After I went as far as I could with this little study, I moved to a table near the magazines to begin the painstaking process of translating my chicken scratching into neat printing on the card to be sent to Sam. Although I am almost as self-conscious about my printing as I am my cursive, there have been fewer complaints about the former.

Being so close to the magazines, I noticed the headlines on last week's Christian Century: “What Would Buffy Do?”, along with a couple of other titles caught my eye. The Buffy article was actually a review of a book of the same name (along with The Gospel According to Disney; in brief, the reviewer seemed to appreciate books which strive to dialogue between Christ and popular culture.

There was also an editorial responding to the Eames report concerning the ordination of a gay bishop in the Episcopal Church. The editorial basically said the U.S. church erred in acting pre-emptively. It's a troubling question. I have argued against the pre-emptive invasion of Iraq, and I believe the issues have some similarity. At the same time, I think all the hub-bub about ordination of gays or recognition of same-sex unions is disproptionate to the weight of the issue. It's a question I'm still pondering, and will no doubt return to as I work on it.

Idée d’jour

Autumn is a second spring when every leaf is a flower.
— Albert Camus, writer and philosopher (1913-1960)

It's kinda hard to picture the guy who wrote "The Myth of Sisyphus" and The Stranger as having said something so romantic and hopeful.

Sunday, November 14, 2004

The Moral Christian

With appreciation to William Blake

The Moral Christian cries ‘I know it all’
& there his Soul takes her Fall.
For, when Jesus comes with compass wide
& measure's him by his own Soul's pride,
Then he shall utterly be lost
& on Pride's torment be tossed.

Why were Adam & Eve from Eden cast?
Have we learned naught from our past?
T’was not from Knowledge, but from its desire
That the Angel was sent with sword of fire.

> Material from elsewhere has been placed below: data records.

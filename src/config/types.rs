use serde::Deserialize;

/// Main configuration structure for ltk-harvest
///
/// Every section and key is optional; missing values fall back to the
/// defaults below so a harvest can run with no config file at all.
#[derive(Debug, Clone, Default, Deserialize)]
#[serde(default)]
pub struct Config {
    pub storage: StorageConfig,
    pub network: NetworkConfig,
    pub crawler: CrawlerConfig,
    pub media: MediaConfig,
}

/// Frontier store configuration
#[derive(Debug, Clone, Deserialize)]
#[serde(default)]
pub struct StorageConfig {
    /// Path to the SQLite database file
    #[serde(rename = "database-path")]
    pub database_path: String,

    /// Upper bound of the random sleep between contention retries (milliseconds)
    #[serde(rename = "retry-max-backoff-ms")]
    pub retry_max_backoff_ms: u64,

    /// Optional cap on contention retries; unset means retry forever
    #[serde(rename = "retry-max-attempts")]
    pub retry_max_attempts: Option<u32>,
}

impl Default for StorageConfig {
    fn default() -> Self {
        Self {
            database_path: "db.db".to_string(),
            retry_max_backoff_ms: 1000,
            retry_max_attempts: None,
        }
    }
}

/// Settings shared by every HTTP client the harvester builds
#[derive(Debug, Clone, Deserialize)]
#[serde(default)]
pub struct NetworkConfig {
    /// Proxy applied uniformly to every fetcher
    pub proxy: Option<String>,

    /// Per-request timeout (milliseconds)
    #[serde(rename = "request-timeout-ms")]
    pub request_timeout_ms: u64,

    /// Connect timeout (milliseconds)
    #[serde(rename = "connect-timeout-ms")]
    pub connect_timeout_ms: u64,

    #[serde(rename = "user-agent")]
    pub user_agent: String,
}

impl Default for NetworkConfig {
    fn default() -> Self {
        Self {
            proxy: None,
            request_timeout_ms: 10_000,
            connect_timeout_ms: 10_000,
            user_agent: format!("ltk-harvest/{}", env!("CARGO_PKG_VERSION")),
        }
    }
}

/// Which fetch strategy drives the post crawl
#[derive(Debug, Clone, Copy, PartialEq, Eq, Deserialize, clap::ValueEnum)]
#[serde(rename_all = "lowercase")]
pub enum FetcherKind {
    /// Load the post page and read its embedded application state
    Page,
    /// Query the structured API in id batches
    Api,
}

/// Post crawl configuration
#[derive(Debug, Clone, Deserialize)]
#[serde(default)]
pub struct CrawlerConfig {
    /// Number of concurrent fetchers
    pub workers: usize,

    /// Pending items pulled from the frontier per cycle
    #[serde(rename = "batch-size")]
    pub batch_size: usize,

    /// Capacity of the bounded task queue
    #[serde(rename = "queue-capacity")]
    pub queue_capacity: usize,

    pub fetcher: FetcherKind,

    /// Base URL of the structured API
    #[serde(rename = "api-base")]
    pub api_base: String,

    /// Ids per API request (capped at 50)
    #[serde(rename = "api-batch-size")]
    pub api_batch_size: usize,

    /// How long to keep polling a page for its application state (milliseconds)
    #[serde(rename = "hydration-timeout-ms")]
    pub hydration_timeout_ms: u64,

    #[serde(rename = "hydration-poll-ms")]
    pub hydration_poll_ms: u64,

    /// Recent posts requested per profile during discovery
    #[serde(rename = "profile-search-limit")]
    pub profile_search_limit: usize,
}

impl Default for CrawlerConfig {
    fn default() -> Self {
        Self {
            workers: 4,
            batch_size: 50,
            queue_capacity: 8,
            fetcher: FetcherKind::Page,
            api_base: "https://api-gateway.rewardstyle.com/api/ltk/v2".to_string(),
            api_batch_size: 50,
            hydration_timeout_ms: 10_000,
            hydration_poll_ms: 500,
            profile_search_limit: 50,
        }
    }
}

/// Media pass configuration
#[derive(Debug, Clone, Deserialize)]
#[serde(default)]
pub struct MediaConfig {
    pub workers: usize,

    #[serde(rename = "batch-size")]
    pub batch_size: usize,

    #[serde(rename = "queue-capacity")]
    pub queue_capacity: usize,

    /// Only fetch product images whose product has a price
    #[serde(rename = "only-with-price")]
    pub only_with_price: bool,

    /// Fetch media of the most recently fetched records first
    #[serde(rename = "most-recent-first")]
    pub most_recent_first: bool,
}

impl Default for MediaConfig {
    fn default() -> Self {
        Self {
            workers: 8,
            batch_size: 50,
            queue_capacity: 16,
            only_with_price: false,
            most_recent_first: false,
        }
    }
}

Jesus died for our sins, not our minds
Yet today I often find
Those who crucify their mind for his sake
& of Moral Commandments partake.

Say as you please, these
Are like the Pharisees:
Cruel lawyers who chose
To have their faith in neat rows
Of firm commandments, unchanging Laws
Which never was the Master's cause.
God's Love they would enumerate
& with a compass draw its boundary
& thus they seal their fate
As they pass judgement on me.

Does not God's Love speak to each Heart
In its own tongue? Are we not all part
Of the Holy Ghost, who lives in every soul
That we may be alive & whole?

The true Saints are those
Who heed their Holy Ghost
As She reveals that Love
Proper for each moment. Love
Is not fixed as is Moral Law —
Love is superior by far.

Love changes with each changing face
& so spreads, to save our race.

Some would call it sympathy,
But that is not the word for me;
‘God is Love,’ I sang as a child
And only now is its meaning revealed.

This is the Revolution I seek most:
When each Heart & Soul heeds its Holy Ghost.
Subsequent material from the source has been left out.